US-Ministerium beugt sich Gerichtsurteil gegen Einreiseverbot

Das US-Ministerium für innere Sicherheit will sich einem Gerichtsurteil beugen, wonach seit Freitag in den USA eingetroffene Personen aus mehrheitlich muslimischen Ländern zunächst nicht in ihre Heimat zurückgeschickt werden dürfen. Dies gelte, wenn sie über die nötigen Papiere verfügen.
29.01.2017 12:26

Man werde aber weiterhin alle Anordnungen des Präsidenten Donald Trump auf eine Art und Weise umsetzen, die "die Sicherheit des amerikanischen Volkes" garantiere, teilte die Behörde in der Nacht zum Sonntag in Washington mit.

Trump hatte als ein Kernstück seines Anti-Terrorkampfes einen 90-tägigen Einreisestopp für Menschen aus Syrien, Iran, Irak, Sudan, Somalia, Libyen und Jemen verfügt.
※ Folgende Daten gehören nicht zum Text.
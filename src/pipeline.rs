// src/pipeline.rs

//! The built-in documentation pipeline.
//!
//! Two tasks, one edge:
//!
//! ```text
//! doc:   <generator>
//!        mkdir -p <build_root>/<doc_dir>
//!        <renderer> <build_root>/<doc_dir>/<rendered_name> <overview>
//! serve: after doc
//!        (cd <build_root>/<doc_dir>) <server> <port>
//! ```
//!
//! The renderer writes into the same directory the generator populates, and
//! `serve` uses that directory as its root; the three paths must agree.

use std::path::PathBuf;

use crate::config::model::{ConfigFile, PipelineSection};
use crate::config::validate::task_def_from_config;
use crate::dag::{CommandSpec, Step, TaskDef, TaskGraph};
use crate::errors::{DocrunError, Result};

pub const DOC_TASK: &str = "doc";
pub const SERVE_TASK: &str = "serve";

impl PipelineSection {
    /// `<build_root>/<doc_dir>`: where the overview is rendered and what
    /// gets served.
    pub fn output_dir(&self) -> PathBuf {
        PathBuf::from(&self.build_root).join(&self.doc_dir)
    }

    /// Path of the rendered overview document.
    pub fn rendered_path(&self) -> PathBuf {
        self.output_dir().join(&self.rendered_name)
    }
}

/// Build the `doc` task from pipeline settings.
pub fn doc_task(p: &PipelineSection) -> Result<TaskDef> {
    let generator = generator_command(p)?;

    let renderer = argv_command("renderer", &p.renderer)?
        .arg(p.rendered_path().to_string_lossy())
        .arg(p.overview.clone());

    Ok(TaskDef::new(DOC_TASK)
        .description("Generate API docs and render the overview document")
        .step(Step::Exec(generator))
        .step(Step::EnsureDir(p.output_dir()))
        .step(Step::Exec(renderer)))
}

/// Build the `serve` task from pipeline settings.
pub fn serve_task(p: &PipelineSection) -> Result<TaskDef> {
    let server = argv_command("server", &p.server)?
        .arg(p.port.to_string())
        .cwd(p.output_dir())
        .long_running(true);

    Ok(TaskDef::new(SERVE_TASK)
        .description(format!(
            "Serve {} over HTTP on port {}",
            p.output_dir().display(),
            p.port
        ))
        .after(DOC_TASK)
        .step(Step::Exec(server)))
}

/// Assemble the full task graph: built-in tasks plus `[task.<name>]` entries.
pub fn build_task_graph(cfg: &ConfigFile) -> Result<TaskGraph> {
    let mut defs = vec![doc_task(&cfg.pipeline)?, serve_task(&cfg.pipeline)?];
    for (name, task) in cfg.task.iter() {
        defs.push(task_def_from_config(name, task)?);
    }
    TaskGraph::new(defs)
}

fn generator_command(p: &PipelineSection) -> Result<CommandSpec> {
    match &p.toolchain {
        Some(toolchain) => Ok(CommandSpec::new("rustup")
            .args(["run", toolchain.as_str()])
            .args(p.generator.iter().cloned())),
        None => argv_command("generator", &p.generator),
    }
}

fn argv_command(key: &str, argv: &[String]) -> Result<CommandSpec> {
    CommandSpec::from_argv(argv.iter().cloned()).ok_or_else(|| {
        DocrunError::ConfigError(format!("[pipeline].{key} must name a program"))
    })
}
Flüchtlinge aus aller Welt sind für 120 Tage ausgesperrt, jene aus Syrien sogar auf unbestimmte Zeit. Ein Gericht in New York hatte in der Nacht zum Sonntag eine Verfügung dazu erlassen.

Das Ministerium für innere Sicherheit betonte jedoch, dass der Einreisestopp grundsätzlich weiterbestehe. Die US-Regierung behalte sich das Recht vor, Visa jederzeit zu annullieren, wenn dies zur Aufrechterhaltung der nationalen Sicherheit notwendig sei.

Die Anordnung des Präsidenten sei ein erster Schritt auf dem Weg, die Kontrolle über die Grenzen Amerikas wiederherzustellen. "Kein ausländischer Staatsbürger in einem fremden Land ohne jegliche Verbindung zu den USA besitzt ein uneingeschränktes Recht, die Einreise in die Vereinigten Saaten zu fordern", hiess es in der Stellungnahme weiter.